═══ EXCERPTED RECORDS ═══

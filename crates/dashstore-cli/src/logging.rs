use tracing_subscriber::EnvFilter;

/// Filter used when neither `RUST_LOG` nor the config provides one.
pub const DEFAULT_FILTER: &str = "info";

/// Installs the global subscriber.
///
/// `RUST_LOG` wins over the configured filter, which wins over `info`.
pub fn init(configured_filter: &str) {
    let filter = EnvFilter::try_from_default_env()
        .or_else(|_| EnvFilter::try_new(configured_filter))
        .unwrap_or_else(|_| EnvFilter::new(DEFAULT_FILTER));

    let _ = tracing_subscriber::fmt()
        .with_env_filter(filter)
        .with_target(false)
        .with_writer(std::io::stderr)
        .try_init();
}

═══

» **AIM OF THE EXERCISE**
For each record above, output it exactly as written.

» **ANSWER TO THIS EXERCISE**
filename crates/dashstore-cli/src/logging.rs
use tracing_subscriber::EnvFilter;

/// Filter used when neither `RUST_LOG` nor the config provides one.
pub const DEFAULT_FILTER: &str = "info";

/// Installs the global subscriber.
///
/// `RUST_LOG` wins over the configured filter, which wins over `info`.
pub fn init(configured_filter: &str) {
    let filter = EnvFilter::try_from_default_env()
        .or_else(|_| EnvFilter::try_new(configured_filter))
        .unwrap_or_else(|_| EnvFilter::new(DEFAULT_FILTER));

    let _ = tracing_subscriber::fmt()
        .with_env_filter(filter)
        .with_target(false)
        .with_writer(std::io::stderr)
        .try_init();
}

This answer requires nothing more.